Justice Elena Kagan, an appointee of President Barack Obama, pressed Cooper on that argument, asking him why then the government could not bar couples who are both over the age of 55 from marrying, on the assumption that they are infertile.
Cooper replied that it would violate the Constitution to ban older people from marrying.
"Your Honor, even with respect to couples over the age of 55, it is very rare that both couples—both parties to the couple are infertile," Cooper began, before he was interrupted by the audience in the courtroom erupting into laughter.
"I can just assure you, if both the woman and the man are over the age of 55, there are not a lot of children coming out of that marriage," Kagan retorted, provoking more laughter.

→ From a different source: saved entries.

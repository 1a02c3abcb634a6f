//! Contact handlers: list, create, read, update, delete.

use crate::error::AppError;
use crate::extractors::JsonBody;
use crate::model::contact::{parse_id, NOT_FOUND};
use crate::model::{ContactField, ContactFilter, Created, NewContact, Patch};
use crate::response::{created, message, ok};
use crate::service::ContactService;
use crate::state::AppState;
use axum::extract::{Path, Query, State};
use axum::response::IntoResponse;
use serde_json::Value;
use std::collections::HashMap;

pub async fn list(
    State(state): State<AppState>,
    Query(params): Query<HashMap<String, String>>,
) -> Result<impl IntoResponse, AppError> {
    let filter = ContactFilter::from_params(&params);
    let rows = ContactService::list(&state.pool, &filter).await?;
    Ok(ok(rows))
}

pub async fn create(
    State(state): State<AppState>,
    JsonBody(body): JsonBody<NewContact>,
) -> Result<impl IntoResponse, AppError> {
    body.validate()?;
    let id = ContactService::create(&state.pool, &body).await?;
    Ok(created(Created { id, payload: body }))
}

pub async fn read(
    State(state): State<AppState>,
    Path(id_str): Path<String>,
) -> Result<impl IntoResponse, AppError> {
    let id = parse_id(&id_str).ok_or_else(|| AppError::NotFound(NOT_FOUND.into()))?;
    let row = ContactService::get(&state.pool, id)
        .await?
        .ok_or_else(|| AppError::NotFound(NOT_FOUND.into()))?;
    Ok(ok(row))
}

pub async fn update(
    State(state): State<AppState>,
    Path(id_str): Path<String>,
    JsonBody(body): JsonBody<Value>,
) -> Result<impl IntoResponse, AppError> {
    let patch = Patch::<ContactField>::from_json(body)?;
    let id = parse_id(&id_str).ok_or_else(|| AppError::NotFound(NOT_FOUND.into()))?;
    let id = ContactService::update(&state.pool, id, &patch)
        .await?
        .ok_or_else(|| AppError::NotFound(NOT_FOUND.into()))?;
    Ok(ok(patch.echo(Value::String(id.to_string()))))
}

/// Succeeds whether or not the contact existed.
pub async fn delete(
    State(state): State<AppState>,
    Path(id_str): Path<String>,
) -> Result<impl IntoResponse, AppError> {
    if let Some(id) = parse_id(&id_str) {
        ContactService::delete(&state.pool, id).await?;
    }
    Ok(message("Contact deleted successfully"))
}
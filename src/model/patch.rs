//! Partial updates: JSON body → allow-listed, typed assignments.

use crate::error::AppError;
use crate::service::{RequestValidator, ValidationRule};
use crate::sql::{Assignment, BindValue, UpdatableField};
use serde_json::{Map, Value};

/// A resource field that clients may PATCH.
pub trait PatchField: UpdatableField + Sized + 'static {
    /// JSON keys accepted in a PATCH body.
    const ALLOWED: &'static [&'static str];

    fn from_key(key: &str) -> Option<Self>;

    /// Type check and validate a non-null JSON value for this field.
    fn bind(self, value: &Value) -> Result<BindValue, AppError>;
}

/// The accepted, non-null subset of a PATCH body. Never empty.
#[derive(Debug)]
pub struct Patch<F> {
    pub assignments: Vec<Assignment<F>>,
}

impl<F: PatchField> Patch<F> {
    pub fn from_json(body: Value) -> Result<Self, AppError> {
        let Value::Object(map) = body else {
            return Err(AppError::BadRequest("body must be a JSON object".into()));
        };
        let mut assignments = Vec::with_capacity(map.len());
        for (key, value) in map {
            let field = F::from_key(&key).ok_or_else(|| {
                AppError::BadRequest(format!(
                    "unknown field '{}' (allowed: {})",
                    key,
                    F::ALLOWED.join(", ")
                ))
            })?;
            if value.is_null() {
                continue;
            }
            let value = field.bind(&value)?;
            assignments.push(Assignment { field, value });
        }
        if assignments.is_empty() {
            return Err(AppError::BadRequest("no updatable fields supplied".into()));
        }
        Ok(Patch { assignments })
    }

    /// Accepted pairs plus `id`, as sent back to the client.
    pub fn echo(&self, id: Value) -> Map<String, Value> {
        let mut out = Map::new();
        for a in &self.assignments {
            out.insert(a.field.column().to_string(), a.value.to_json());
        }
        out.insert("id".into(), id);
        out
    }
}

pub(crate) fn text_value(field: &str, value: &Value, rule: &ValidationRule) -> Result<BindValue, AppError> {
    let s = value
        .as_str()
        .ok_or_else(|| AppError::Validation(format!("{} must be a string", field)))?;
    RequestValidator::validate(field, s, rule)?;
    Ok(BindValue::text(s))
}

pub(crate) fn int4_value(field: &str, value: &Value) -> Result<BindValue, AppError> {
    let n = value
        .as_i64()
        .and_then(|n| i32::try_from(n).ok())
        .ok_or_else(|| AppError::Validation(format!("{} must be an integer", field)))?;
    Ok(BindValue::Int4(Some(n)))
}
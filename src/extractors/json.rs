//! JSON body extractor whose rejections are `AppError::BadRequest` (400), or 413 past the body limit.

use crate::error::AppError;
use async_trait::async_trait;
use axum::extract::{FromRequest, Request};
use axum::http::StatusCode;
use axum::Json;
use serde::de::DeserializeOwned;
use serde_json::Value;

/// Like `axum::Json`, but malformed JSON, a wrong content type, and missing or
/// ill-typed fields all surface as 400 with the error envelope.
#[derive(Debug)]
pub struct JsonBody<T>(pub T);

#[async_trait]
impl<S, T> FromRequest<S> for JsonBody<T>
where
    S: Send + Sync,
    T: DeserializeOwned,
{
    type Rejection = AppError;

    async fn from_request(req: Request, state: &S) -> Result<Self, Self::Rejection> {
        let Json(value) = Json::<Value>::from_request(req, state)
            .await
            .map_err(|rejection| match rejection.status() {
                StatusCode::PAYLOAD_TOO_LARGE => AppError::PayloadTooLarge(rejection.body_text()),
                _ => AppError::BadRequest(rejection.body_text()),
            })?;
        let inner = serde_json::from_value(value).map_err(|e| AppError::BadRequest(e.to_string()))?;
        Ok(JsonBody(inner))
    }
}
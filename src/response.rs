//! Response helpers.

use axum::{http::StatusCode, Json};
use serde::Serialize;

#[derive(Debug, Serialize)]
pub struct Message {
    pub message: &'static str,
}

pub fn created<T: Serialize>(data: T) -> (StatusCode, Json<T>) {
    (StatusCode::CREATED, Json(data))
}

pub fn ok<T: Serialize>(data: T) -> (StatusCode, Json<T>) {
    (StatusCode::OK, Json(data))
}

pub fn message(message: &'static str) -> (StatusCode, Json<Message>) {
    (StatusCode::OK, Json(Message { message }))
}
//! Contact rows, create payload, list filter, and patchable fields.

use super::patch::{int4_value, text_value, PatchField};
use super::{non_empty, skip_limit};
use crate::error::AppError;
use crate::service::{Format, RequestValidator, ValidationRule};
use crate::sql::{BindValue, Filter, ListQuery, SortDir, Table, UpdatableField};
use chrono::NaiveDateTime;
use serde::{Deserialize, Serialize};
use serde_json::Value;
use std::collections::HashMap;
use uuid::Uuid;

pub const CONTACTS: Table = Table {
    name: "contacts",
    pk: "id",
    columns: &[
        "id",
        "name",
        "email",
        "phone",
        "category_id",
        "created_at",
        "updated_at",
    ],
};

pub const NOT_FOUND: &str = "Contact not found";
pub const DEFAULT_LIMIT: i64 = 10;
pub const MAX_LIMIT: i64 = 1000;

const NAME_RULE: ValidationRule = ValidationRule::text(true, 255);
const EMAIL_RULE: ValidationRule = ValidationRule::text(true, 255).with_format(Format::Email);
const PHONE_RULE: ValidationRule = ValidationRule::text(false, 255);

#[derive(Clone, Debug, Serialize, sqlx::FromRow)]
pub struct Contact {
    pub id: Uuid,
    pub name: String,
    pub email: String,
    pub phone: Option<String>,
    pub category_id: Option<i32>,
    pub created_at: NaiveDateTime,
    pub updated_at: NaiveDateTime,
}

#[derive(Clone, Debug, Serialize, Deserialize)]
pub struct NewContact {
    pub name: String,
    pub email: String,
    #[serde(default)]
    pub phone: Option<String>,
    #[serde(default)]
    pub category_id: Option<i32>,
}

impl NewContact {
    pub fn validate(&self) -> Result<(), AppError> {
        RequestValidator::validate("name", &self.name, &NAME_RULE)?;
        RequestValidator::validate("email", &self.email, &EMAIL_RULE)?;
        RequestValidator::validate_optional("phone", self.phone.as_deref(), &PHONE_RULE)?;
        Ok(())
    }

    pub fn columns(&self) -> Vec<(&'static str, BindValue)> {
        vec![
            ("name", BindValue::text(&self.name)),
            ("email", BindValue::text(&self.email)),
            ("phone", BindValue::Text(self.phone.clone())),
            ("category_id", BindValue::Int4(self.category_id)),
        ]
    }
}

/// Contacts have a UUID key; anything else cannot name a row.
pub fn parse_id(raw: &str) -> Option<Uuid> {
    Uuid::parse_str(raw.trim()).ok()
}

#[derive(Clone, Copy, Debug, PartialEq, Eq)]
pub enum ContactField {
    Name,
    Email,
    Phone,
    CategoryId,
}

impl UpdatableField for ContactField {
    fn column(self) -> &'static str {
        match self {
            ContactField::Name => "name",
            ContactField::Email => "email",
            ContactField::Phone => "phone",
            ContactField::CategoryId => "category_id",
        }
    }
}

impl PatchField for ContactField {
    const ALLOWED: &'static [&'static str] = &["name", "email", "phone", "category_id"];

    fn from_key(key: &str) -> Option<Self> {
        match key {
            "name" => Some(ContactField::Name),
            "email" => Some(ContactField::Email),
            "phone" => Some(ContactField::Phone),
            "category_id" => Some(ContactField::CategoryId),
            _ => None,
        }
    }

    fn bind(self, value: &Value) -> Result<BindValue, AppError> {
        match self {
            ContactField::Name => text_value("name", value, &NAME_RULE),
            ContactField::Email => text_value("email", value, &EMAIL_RULE),
            ContactField::Phone => text_value("phone", value, &PHONE_RULE),
            ContactField::CategoryId => int4_value("category_id", value),
        }
    }
}

/// Query-string filter for `GET /contacts`.
#[derive(Clone, Debug, Default, PartialEq)]
pub struct ContactFilter {
    pub skip: i64,
    pub limit: i64,
    pub name: Option<String>,
    pub email: Option<String>,
    pub category: Option<String>,
    pub newest_first: bool,
}

impl ContactFilter {
    /// Unknown keys, empty values, and unparseable numbers are ignored.
    pub fn from_params(params: &HashMap<String, String>) -> Self {
        let (skip, limit) = skip_limit(params);
        ContactFilter {
            skip,
            limit: limit.unwrap_or(DEFAULT_LIMIT).min(MAX_LIMIT),
            name: non_empty(params, "name"),
            email: non_empty(params, "email"),
            category: non_empty(params, "category"),
            newest_first: params.get("sort_by").map(String::as_str) == Some("created"),
        }
    }

    pub fn to_list_query(&self) -> ListQuery {
        let mut filters = Vec::new();
        if let Some(needle) = &self.name {
            filters.push(Filter::Contains {
                column: "name",
                needle: needle.clone(),
            });
        }
        if let Some(needle) = &self.email {
            filters.push(Filter::Contains {
                column: "email",
                needle: needle.clone(),
            });
        }
        if let Some(needle) = &self.category {
            filters.push(Filter::ContainsVia {
                column: "category_id",
                table: super::category::CATEGORIES.name,
                key: super::category::CATEGORIES.pk,
                label: "label",
                needle: needle.clone(),
            });
        }
        let dir = if self.newest_first { SortDir::Desc } else { SortDir::Asc };
        ListQuery {
            filters,
            order: vec![("created_at", dir), ("id", dir)],
            limit: Some(self.limit),
            offset: self.skip,
        }
    }
}
impl Coordinator {
    /// Keyword selection, sequential execution, default synthesis options.
    pub fn new(registry: Arc<AgentRegistry>) -> Self {
        Self {
            registry,
            selector: Box::new(KeywordSelector::default()),
            execution: Box::new(SequentialExecution::default()),
            synthesis: SynthesisOptions::default(),
            observer: None,
        }
    }

    pub fn with_selector(mut self, selector: impl SelectionStrategy + 'static) -> Self {
        self.selector = Box::new(selector);
        self
    }

    pub fn with_execution(mut self, execution: impl ExecutionStrategy + 'static) -> Self {
        self.execution = Box::new(execution);
        self
    }

    pub fn with_synthesis_options(mut self, options: SynthesisOptions) -> Self {
        self.synthesis = options;
        self
    }

    pub fn with_observer(mut self, observer: Arc<dyn ExecutionObserver>) -> Self {
        self.observer = Some(observer);
        self
    }

    pub fn registry(&self) -> &AgentRegistry {
        &self.registry
    }

    /// Ordered agent names for `query`, filtered by what is registered.
    pub async fn analyze(&self, query: &str) -> Selection {
        let available = self.registry.list();
        let selection = self.selector.select(query, &available).await;
        info!("Selected agents: {:?} ({})", selection.agents, selection.reason);
        selection
    }

    /// Run `order` one agent at a time, threading context and prior outputs.
    pub async fn execute_agents(
        &self,
        query: &str,
        order: Vec<String>,
        context: Record,
        session_id: Option<String>,
    ) -> Result<ExecutionOutcome, CoordinatorError> {
        let mut state = ExecutionState::with_order(query, order, context, session_id);
        while state.has_pending_agents() {
            self.execution
                .step(&self.registry, &mut state, self.observer.as_deref())
                .await?;
        }

        Ok(ExecutionOutcome {
            outputs: state.outputs,
            traces: state.traces,
            context: state.context,
        })
    }

    /// Merge `outputs` into one report.
    pub fn synthesize(
        &self,
        query: &str,
        outputs: &[AgentOutput],
        traces: &[ExecutionTrace],
    ) -> Synthesis {
        synthesis::synthesize(query, outputs, traces, &self.synthesis)
    }

    /// Perform one state transition.
    pub async fn advance(&self, state: &mut ExecutionState) -> Result<(), CoordinatorError> {
        debug!("Coordinator phase: {:?}", state.phase);
        match state.phase {
            Phase::Analyze => {
                let selection = self.analyze(&state.query).await;
                state.order = selection.agents;
                state.selection_reason = selection.reason;
                state.phase = Phase::ExecuteAgent;
            }
            Phase::ExecuteAgent => {
                if state.has_pending_agents() {
                    let observer = self.observer.as_deref();
                    if let Err(e) = self.execution.step(&self.registry, state, observer).await {
                        state.error = Some(e.to_string());
                        return Err(e);
                    }
                }
                if !state.has_pending_agents() {
                    state.phase = Phase::Synthesize;
                }
            }
            Phase::Synthesize => {
                state.synthesis = Some(self.synthesize(&state.query, &state.outputs, &state.traces));
                state.phase = Phase::Done;
            }
            Phase::Done => {}
        }
        Ok(())
    }

    /// Answer `query` end to end.
    ///
    /// A missing session id is replaced with a fresh one.
    pub async fn run(
        &self,
        query: &str,
        context: Record,
        session_id: Option<String>,
    ) -> Result<RunResult, CoordinatorError> {
        let session_id = session_id.unwrap_or_else(|| Uuid::new_v4().to_string());
        let mut state = ExecutionState::new(query, context, Some(session_id.clone()));

        while !state.is_complete() {
            self.advance(&mut state).await?;
        }

        let synthesis = state
            .synthesis
            .take()
            .unwrap_or_else(|| self.synthesize(&state.query, &state.outputs, &state.traces));

        Ok(self.finish(
            state.query,
            session_id,
            state.order,
            state.selection_reason,
            state.outputs,
            synthesis,
        ))
    }

    /// Answer `query` with a caller-chosen agent order, skipping selection.
    pub async fn run_with_order(
        &self,
        query: &str,
        order: Vec<String>,
        context: Record,
        session_id: Option<String>,
    ) -> Result<RunResult, CoordinatorError> {
        let session_id = session_id.unwrap_or_else(|| Uuid::new_v4().to_string());
        info!("Running explicit agent order: {:?}", order);

        let outcome = self
            .execute_agents(query, order.clone(), context, Some(session_id.clone()))
            .await?;
        let synthesis = self.synthesize(query, &outcome.outputs, &outcome.traces);

        Ok(self.finish(
            query.to_string(),
            session_id,
            order,
            EXPLICIT_ORDER_REASON.to_string(),
            outcome.outputs,
            synthesis,
        ))
    }

    fn finish(
        &self,
        query: String,
        session_id: String,
        execution_order: Vec<String>,
        selection_reason: String,
        agent_results: Vec<AgentOutput>,
        synthesis: Synthesis,
    ) -> RunResult {
        info!(
            "Session {} finished: {} agents, confidence {:.2}",
            session_id, synthesis.agent_count, synthesis.confidence
        );

        RunResult {
            query,
            session_id,
            report: synthesis.report,
            confidence: synthesis.confidence,
            agent_count: synthesis.agent_count,
            agent_results,
            execution_order,
            selection_reason,
            sources: synthesis.sources,
            traces: synthesis.traces,
            levels: synthesis.levels,
        }
    }
}
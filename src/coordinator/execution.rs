//! Execution strategies: how the selected agents are run.

use super::state::ExecutionState;
use super::CoordinatorError;
use crate::agent::{Agent, AgentRegistry};
use crate::models::{clamp_confidence, AgentInput, AgentOutput, ExecutionTrace};
use async_trait::async_trait;
use chrono::Utc;
use futures::FutureExt;
use std::any::Any;
use std::panic::AssertUnwindSafe;
use std::time::{Duration, Instant};
use tracing::{debug, info, warn};

/// Progress hook notified around every agent step.
pub trait ExecutionObserver: Send + Sync {
    fn on_agent_start(&self, _agent: &str, _position: usize, _total: usize) {}

    fn on_agent_finish(&self, _output: &AgentOutput) {}
}

/// Runs the next unit of work for a state in the `ExecuteAgent` phase.
///
/// Each call must advance `state.cursor` by at least one, so that repeated
/// calls eventually exhaust the order.
#[async_trait]
pub trait ExecutionStrategy: Send + Sync {
    async fn step(
        &self,
        registry: &AgentRegistry,
        state: &mut ExecutionState,
        observer: Option<&dyn ExecutionObserver>,
    ) -> Result<(), CoordinatorError>;
}

/// One agent at a time, in order.
///
/// Each agent sees the shared context and every output produced before it,
/// so steps are never overlapped.
#[derive(Debug, Clone, Default)]
pub struct SequentialExecution {
    /// Per-agent limit; `None` waits for the agent however long it takes.
    pub agent_timeout: Option<Duration>,
}

impl SequentialExecution {
    pub fn with_timeout(agent_timeout: Option<Duration>) -> Self {
        Self { agent_timeout }
    }
}

#[async_trait]
impl ExecutionStrategy for SequentialExecution {
    async fn step(
        &self,
        registry: &AgentRegistry,
        state: &mut ExecutionState,
        observer: Option<&dyn ExecutionObserver>,
    ) -> Result<(), CoordinatorError> {
        let Some(name) = state.current_agent().map(str::to_string) else {
            return Ok(());
        };
        let position = state.cursor;
        state.cursor += 1;

        if !registry.is_registered(&name) {
            warn!("Skipping agent {}: not registered", name);
            return Ok(());
        }

        // A panicking factory is recorded like a panicking agent.
        let constructed = match std::panic::catch_unwind(AssertUnwindSafe(|| registry.get(&name))) {
            Ok(agent) => Ok(agent?),
            Err(panic) => Err(panic),
        };
        let input = AgentInput {
            query: state.query.clone(),
            context: state.context.clone(),
            previous_results: state.outputs.clone(),
            session_id: state.session_id.clone(),
        };

        if let Some(observer) = observer {
            observer.on_agent_start(&name, position, state.order.len());
        }
        debug!("Running agent {} ({}/{})", name, position + 1, state.order.len());

        let started = Instant::now();
        let outcome = match constructed {
            Ok(agent) => self.invoke(agent.as_ref(), &input).await,
            Err(panic) => Err(panic),
        };
        let duration_ms = started.elapsed().as_millis() as u64;

        let output = match outcome {
            Ok(Ok(mut output)) => {
                output.confidence = clamp_confidence(output.confidence);
                output.duration_ms = duration_ms;
                state.context.insert(name.clone(), output.context_entry());
                info!(
                    "Agent {} finished in {}ms (confidence {:.2})",
                    name, duration_ms, output.confidence
                );
                output
            }
            Ok(Err(e)) => {
                warn!("Agent {} failed: {:#}", name, e);
                let mut output = AgentOutput::failed(&name, format!("{:#}", e));
                output.duration_ms = duration_ms;
                output
            }
            Err(panic) => {
                let message = panic_message(panic.as_ref());
                warn!("Agent {} panicked: {}", name, message);
                let mut output = AgentOutput::failed(&name, format!("panic: {}", message));
                output.duration_ms = duration_ms;
                output
            }
        };

        state.traces.push(ExecutionTrace {
            agent_name: name,
            timestamp: Utc::now(),
            duration_ms: output.duration_ms,
            confidence: output.confidence,
        });

        if let Some(observer) = observer {
            observer.on_agent_finish(&output);
        }
        state.outputs.push(output);

        Ok(())
    }
}

impl SequentialExecution {
    /// Run one agent under the panic guard and the optional time limit.
    async fn invoke(
        &self,
        agent: &dyn Agent,
        input: &AgentInput,
    ) -> std::thread::Result<anyhow::Result<AgentOutput>> {
        let call = AssertUnwindSafe(agent.execute(input)).catch_unwind();
        match self.agent_timeout {
            Some(limit) => match tokio::time::timeout(limit, call).await {
                Ok(outcome) => outcome,
                Err(_) => Ok(Err(anyhow::anyhow!(
                    "TimeoutError: agent did not finish within {}s",
                    limit.as_secs_f64()
                ))),
            },
            None => call.await,
        }
    }
}

fn panic_message(payload: &(dyn Any + Send)) -> String {
    if let Some(message) = payload.downcast_ref::<&str>() {
        (*message).to_string()
    } else if let Some(message) = payload.downcast_ref::<String>() {
        message.clone()
    } else {
        "unknown panic".to_string()
    }
}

Justice Antonin Scalia jumped into the fray, joking that "Strom Thurmond was not the chairman of the Senate committee when Justice Kagan was confirmed."
Thurmond, the late South Carolina Republican senator, fathered children well into his 70s with his decades-younger wife. Kagan pointed out that in her hypothetical, both members of the couple would be over 55, not just the man.
Justice Ruth Bader Ginsburg also cast doubt on the procreation aspect of Cooper's argument, reminding him that the Supreme Court has ruled in the past that prisoners have a right to marry even if they are locked up and unable to procreate with their new spouse. Cooper replied that even in that case, the prison was a co-ed facility and it's possible the prisoner would have had children.